Thin films of palladium-based metallic glass, with gold and silicon additives (Pd79Au9Si12) are prospective materials for the production of energy generation catalysts for direct methanol fuel cells. In the future, they might replace less efficient and more expensive platinum-based elements.
Methanol fuel cells might be applicable in the vehicles and other special machinery which have to immediately generate force and therefore requires a special energy supply system. Additionally, such fuel cells could be used in telecommunications, data centers, and residential markets.
Metallic glass, microscopic image.
A metallic glass electrode developed by the team is 85% more efficient in oxidizing methanol than its platinum-based analogs. Moreover, because of its amorphous structure, metallic glass is more resistant to corrosion that poses a considerable threat for platinum-based electrodes with a crystalline structure.
"Potential use of metallic glass as a material for this type of electrodes has been previously described in the scientific literature but earlier papers had focused on macroscopic materials. We managed to confirm that nanosized thin films of metallic glass deposited on commonly used silicon substrates could effectively oxidize methanol. The films remain stable even after many working cycles. Our results considerably broaden the area of search for new materials for the energy sector," said Yurii Ivanov, a co-author of the work, and a docent at the Department of Computer Systems, FEFU School of Natural Sciences.
The new palladium-based metallic glass is the best material for methanol oxidation in fuel elements to this date and surpasses all existing developments and commercial solutions. According to the comparison with the most popular materials as an electrode for methanol oxidation, the new solution has one of the best performance values and the highest resistance to carbon monoxide poisoning that usually causes the degradation of electrodes.
To begin the practical implementation of the new development, the electrodes have to be scaled up and adjusted to actual fuel cells.
The team expects to continue searching for the best metallic glass composition to increase the stability and performance of fuel cells based on methanol oxidation. Currently, the efficiency factor of such cells varies from 40% to 60% (while that of a gasoline engine is only 20-30%).

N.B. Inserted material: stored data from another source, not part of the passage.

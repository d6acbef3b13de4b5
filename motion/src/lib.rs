//! Pointer tracking, device classification and easing for portfolio effects.
//!
//! This crate holds everything behind the cursor follower and the timeline
//! reveal that does not need a browser. The `portfolio` crate owns the DOM:
//! it probes capabilities, wires listeners into a [`signal::PointerSource`],
//! and drives [`engine::FollowerCore::tick`] from `requestAnimationFrame`.
//!
//! ## Module layout
//!
//! | Module | Role |
//! |--------|------|
//! | [`classify`] | Touch / coarse-pointer device classification |
//! | [`signal`] | Pointer signal sources and disposable subscriptions |
//! | [`engine`] | Follower state machine and mount lifecycle |
//! | [`easing`] | Spring and tween interpolation behind the [`easing::Easing`] trait |
//! | [`clock`] | Animation-frame timestamp to delta conversion |
//! | [`config`] | Serde-backed tuning for the follower and the timeline reveal |
//! | [`reveal`] | Reveal-once entrance animation for timeline items |
//! | [`timeline`] | Timeline entry model and per-index layout |
//! | [`geom`] | Viewport points |
//! | [`consts`] | Shared numeric constants (element sizes, spring defaults, etc.) |

pub mod classify;
pub mod clock;
pub mod config;
pub mod consts;
pub mod easing;
pub mod engine;
pub mod geom;
pub mod reveal;
pub mod signal;
pub mod timeline;
//! One-shot "scrolled into view" notifications.

#[cfg(feature = "hydrate")]
use std::cell::RefCell;
#[cfg(feature = "hydrate")]
use std::rc::Rc;

#[cfg(feature = "hydrate")]
use leptos::logging::warn;
#[cfg(feature = "hydrate")]
use motion::signal::Subscription;
#[cfg(feature = "hydrate")]
use wasm_bindgen::{JsCast, closure::Closure};

/// Run `on_enter` the first time `element` intersects the viewport, then stop
/// observing.
///
/// If the browser refuses to create an observer the callback runs
/// immediately, so revealed content is never stuck hidden.
#[cfg(feature = "hydrate")]
pub fn observe_once(element: &web_sys::Element, on_enter: impl FnOnce() + 'static) -> Subscription {
    let pending: Rc<RefCell<Option<Box<dyn FnOnce()>>>> = Rc::new(RefCell::new(Some(Box::new(on_enter))));

    let pending_for_cb = Rc::clone(&pending);
    let callback = Closure::wrap(Box::new(move |entries: js_sys::Array, observer: web_sys::IntersectionObserver| {
        let entered = entries
            .iter()
            .any(|entry| entry.unchecked_into::<web_sys::IntersectionObserverEntry>().is_intersecting());
        if !entered {
            return;
        }
        observer.disconnect();
        let fire = pending_for_cb.borrow_mut().take();
        if let Some(fire) = fire {
            fire();
        }
    }) as Box<dyn FnMut(js_sys::Array, web_sys::IntersectionObserver)>);

    let observer = match web_sys::IntersectionObserver::new(callback.as_ref().unchecked_ref()) {
        Ok(observer) => observer,
        Err(err) => {
            warn!("in_view: observer unavailable, revealing now: {err:?}");
            let fire = pending.borrow_mut().take();
            if let Some(fire) = fire {
                fire();
            }
            return Subscription::detached();
        }
    };
    observer.observe(element);

    Subscription::new(move || {
        observer.disconnect();
        drop(callback);
    })
}
#![allow(clippy::float_cmp)]

use super::*;

#[test]
fn point_new() {
    let p = Point::new(3.0, 4.0);
    assert_eq!(p.x, 3.0);
    assert_eq!(p.y, 4.0);
}

#[test]
fn point_default_is_origin() {
    assert_eq!(Point::default(), Point::ORIGIN);
}

#[test]
fn top_left_offsets_by_half_size() {
    let corner = Point::new(100.0, 200.0).top_left_for(32.0);
    assert_eq!(corner, Point::new(84.0, 184.0));
}

#[test]
fn center_for_inverts_top_left_for() {
    let p = Point::new(17.5, -3.0);
    assert_eq!(p.top_left_for(8.0).center_for(8.0), p);
}

#[test]
fn zero_size_keeps_point() {
    let p = Point::new(5.0, 6.0);
    assert_eq!(p.top_left_for(0.0), p);
}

FEFU runs the development of novel materials with unique properties and characteristics to engage in new generation electronics, green energy, construction, and other areas.
Earlier this year, a team of scientists from FEFU, MISiS, and MSU together with their foreign colleagues had found a way to saturate thin layers of metallic glass with hydrogen at room temperature, thus making one more step to solving one of the biggest issues of hydrogen energy. With such outcome researchers considerably expand the range of cost-effective, energy-efficient, and highly productive materials and methods for this field of the energy sector.